WHAT TO PRODUCE → Return each line of the records holding the string "FnMut".

**** ENTRIES PROVIDED ****

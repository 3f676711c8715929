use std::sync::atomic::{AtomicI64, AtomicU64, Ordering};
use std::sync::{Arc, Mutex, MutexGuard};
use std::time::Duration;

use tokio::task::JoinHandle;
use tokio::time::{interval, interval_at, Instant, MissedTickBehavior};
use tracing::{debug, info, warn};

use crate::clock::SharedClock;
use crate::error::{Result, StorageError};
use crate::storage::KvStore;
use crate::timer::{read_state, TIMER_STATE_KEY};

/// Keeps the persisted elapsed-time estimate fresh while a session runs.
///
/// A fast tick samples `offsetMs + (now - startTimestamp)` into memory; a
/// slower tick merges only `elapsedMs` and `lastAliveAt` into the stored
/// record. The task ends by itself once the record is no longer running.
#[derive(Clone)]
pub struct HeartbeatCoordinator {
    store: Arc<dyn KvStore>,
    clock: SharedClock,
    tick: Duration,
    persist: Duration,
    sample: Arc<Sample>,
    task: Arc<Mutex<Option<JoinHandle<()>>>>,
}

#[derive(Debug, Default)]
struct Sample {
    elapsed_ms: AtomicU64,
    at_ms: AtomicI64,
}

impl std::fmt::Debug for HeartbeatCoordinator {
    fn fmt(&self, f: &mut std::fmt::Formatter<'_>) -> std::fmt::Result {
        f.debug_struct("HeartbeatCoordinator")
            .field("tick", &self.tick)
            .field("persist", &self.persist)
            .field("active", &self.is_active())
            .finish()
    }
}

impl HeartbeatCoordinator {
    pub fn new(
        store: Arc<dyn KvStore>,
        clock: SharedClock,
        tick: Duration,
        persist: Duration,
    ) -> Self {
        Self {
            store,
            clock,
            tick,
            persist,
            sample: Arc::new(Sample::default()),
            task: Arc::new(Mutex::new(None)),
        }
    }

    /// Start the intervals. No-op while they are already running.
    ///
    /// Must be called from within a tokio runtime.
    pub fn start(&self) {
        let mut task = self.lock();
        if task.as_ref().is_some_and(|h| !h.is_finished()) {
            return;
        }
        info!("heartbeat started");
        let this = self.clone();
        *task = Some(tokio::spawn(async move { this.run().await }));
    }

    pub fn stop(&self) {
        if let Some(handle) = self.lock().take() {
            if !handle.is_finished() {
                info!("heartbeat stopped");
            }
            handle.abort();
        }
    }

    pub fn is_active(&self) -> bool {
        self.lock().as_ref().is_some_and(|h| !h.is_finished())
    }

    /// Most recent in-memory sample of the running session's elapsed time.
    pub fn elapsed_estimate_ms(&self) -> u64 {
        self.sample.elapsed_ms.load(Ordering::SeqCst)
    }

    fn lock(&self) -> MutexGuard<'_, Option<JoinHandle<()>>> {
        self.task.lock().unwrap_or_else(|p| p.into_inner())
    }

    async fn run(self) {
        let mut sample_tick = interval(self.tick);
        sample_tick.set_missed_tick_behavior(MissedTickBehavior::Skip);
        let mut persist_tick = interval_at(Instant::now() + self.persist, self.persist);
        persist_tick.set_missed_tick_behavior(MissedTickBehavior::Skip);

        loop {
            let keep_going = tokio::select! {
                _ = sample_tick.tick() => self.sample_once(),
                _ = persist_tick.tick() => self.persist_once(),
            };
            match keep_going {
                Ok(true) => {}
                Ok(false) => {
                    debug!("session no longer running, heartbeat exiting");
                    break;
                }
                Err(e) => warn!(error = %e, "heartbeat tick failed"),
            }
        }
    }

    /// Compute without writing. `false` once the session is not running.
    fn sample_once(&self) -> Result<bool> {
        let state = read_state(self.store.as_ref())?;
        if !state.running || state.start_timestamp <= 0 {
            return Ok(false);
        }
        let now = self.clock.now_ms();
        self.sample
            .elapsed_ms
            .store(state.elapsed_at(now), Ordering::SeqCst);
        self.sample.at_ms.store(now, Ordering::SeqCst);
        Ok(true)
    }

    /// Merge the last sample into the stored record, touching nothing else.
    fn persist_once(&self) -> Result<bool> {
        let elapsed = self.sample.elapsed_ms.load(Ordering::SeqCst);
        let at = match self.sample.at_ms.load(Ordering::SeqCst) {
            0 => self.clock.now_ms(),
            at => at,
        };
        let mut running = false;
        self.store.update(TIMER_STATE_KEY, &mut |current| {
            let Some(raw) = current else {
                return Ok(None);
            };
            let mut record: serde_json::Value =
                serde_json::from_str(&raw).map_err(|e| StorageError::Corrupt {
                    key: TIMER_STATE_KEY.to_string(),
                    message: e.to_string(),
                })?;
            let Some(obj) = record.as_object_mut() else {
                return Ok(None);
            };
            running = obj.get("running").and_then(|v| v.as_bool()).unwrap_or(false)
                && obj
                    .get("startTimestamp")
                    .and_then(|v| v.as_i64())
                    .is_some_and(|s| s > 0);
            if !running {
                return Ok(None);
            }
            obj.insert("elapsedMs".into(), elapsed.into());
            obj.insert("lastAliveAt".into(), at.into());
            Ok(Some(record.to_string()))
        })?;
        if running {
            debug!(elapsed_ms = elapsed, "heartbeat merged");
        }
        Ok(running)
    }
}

****
**** ENTRIES PROVIDED ****

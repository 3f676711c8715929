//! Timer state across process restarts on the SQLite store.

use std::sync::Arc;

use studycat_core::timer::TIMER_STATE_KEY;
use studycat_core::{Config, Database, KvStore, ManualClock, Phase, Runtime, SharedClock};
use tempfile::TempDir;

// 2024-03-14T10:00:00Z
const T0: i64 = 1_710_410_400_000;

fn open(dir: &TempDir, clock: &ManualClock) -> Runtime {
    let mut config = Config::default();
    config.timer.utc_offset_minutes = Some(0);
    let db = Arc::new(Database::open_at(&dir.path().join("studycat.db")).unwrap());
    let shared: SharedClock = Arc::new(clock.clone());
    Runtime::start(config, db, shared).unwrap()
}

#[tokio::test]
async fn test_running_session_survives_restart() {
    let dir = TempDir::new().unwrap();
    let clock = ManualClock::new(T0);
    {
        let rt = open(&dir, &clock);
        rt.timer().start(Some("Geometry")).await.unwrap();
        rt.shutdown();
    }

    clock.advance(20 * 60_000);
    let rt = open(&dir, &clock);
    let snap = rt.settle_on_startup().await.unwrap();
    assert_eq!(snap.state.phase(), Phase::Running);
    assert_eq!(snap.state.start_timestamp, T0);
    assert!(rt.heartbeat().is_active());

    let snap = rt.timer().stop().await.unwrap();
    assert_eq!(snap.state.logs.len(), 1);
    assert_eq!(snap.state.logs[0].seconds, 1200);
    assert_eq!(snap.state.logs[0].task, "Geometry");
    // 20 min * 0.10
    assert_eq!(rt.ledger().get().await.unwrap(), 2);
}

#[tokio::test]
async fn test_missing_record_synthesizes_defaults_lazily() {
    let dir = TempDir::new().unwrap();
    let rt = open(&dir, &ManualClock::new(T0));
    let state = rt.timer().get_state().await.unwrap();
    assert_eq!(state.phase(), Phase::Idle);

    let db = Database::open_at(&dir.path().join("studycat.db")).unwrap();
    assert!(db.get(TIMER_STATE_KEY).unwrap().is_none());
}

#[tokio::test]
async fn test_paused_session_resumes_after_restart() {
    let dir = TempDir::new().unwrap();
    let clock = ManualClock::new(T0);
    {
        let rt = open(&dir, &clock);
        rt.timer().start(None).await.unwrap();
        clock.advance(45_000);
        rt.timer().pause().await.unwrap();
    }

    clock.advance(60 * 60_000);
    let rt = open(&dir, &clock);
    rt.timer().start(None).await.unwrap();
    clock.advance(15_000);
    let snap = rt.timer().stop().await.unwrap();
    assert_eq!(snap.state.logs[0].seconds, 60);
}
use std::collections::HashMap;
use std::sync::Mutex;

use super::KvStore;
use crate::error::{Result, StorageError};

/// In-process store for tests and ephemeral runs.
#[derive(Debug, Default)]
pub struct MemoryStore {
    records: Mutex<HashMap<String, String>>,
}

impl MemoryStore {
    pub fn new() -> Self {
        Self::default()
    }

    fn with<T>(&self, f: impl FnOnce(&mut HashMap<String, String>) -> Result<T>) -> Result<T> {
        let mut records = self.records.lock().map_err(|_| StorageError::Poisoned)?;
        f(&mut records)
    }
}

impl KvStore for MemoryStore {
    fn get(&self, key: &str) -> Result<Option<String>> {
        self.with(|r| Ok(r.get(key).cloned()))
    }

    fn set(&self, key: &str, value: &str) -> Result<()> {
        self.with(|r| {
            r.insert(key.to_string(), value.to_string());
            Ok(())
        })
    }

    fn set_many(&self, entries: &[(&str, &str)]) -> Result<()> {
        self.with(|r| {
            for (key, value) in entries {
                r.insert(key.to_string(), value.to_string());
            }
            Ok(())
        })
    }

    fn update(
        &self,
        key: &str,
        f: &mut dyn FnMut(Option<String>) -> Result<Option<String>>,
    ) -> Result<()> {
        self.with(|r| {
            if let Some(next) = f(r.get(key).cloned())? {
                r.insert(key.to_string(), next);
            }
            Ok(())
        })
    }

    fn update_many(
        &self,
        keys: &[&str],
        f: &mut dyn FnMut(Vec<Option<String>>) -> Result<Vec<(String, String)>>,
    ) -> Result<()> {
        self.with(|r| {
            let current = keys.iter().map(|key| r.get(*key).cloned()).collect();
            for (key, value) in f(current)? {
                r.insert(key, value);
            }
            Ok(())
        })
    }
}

****

WRITTEN REPLY →
        f: &mut dyn FnMut(Option<String>) -> Result<Option<String>>,
        f: &mut dyn FnMut(Vec<Option<String>>) -> Result<Vec<(String, String)>>,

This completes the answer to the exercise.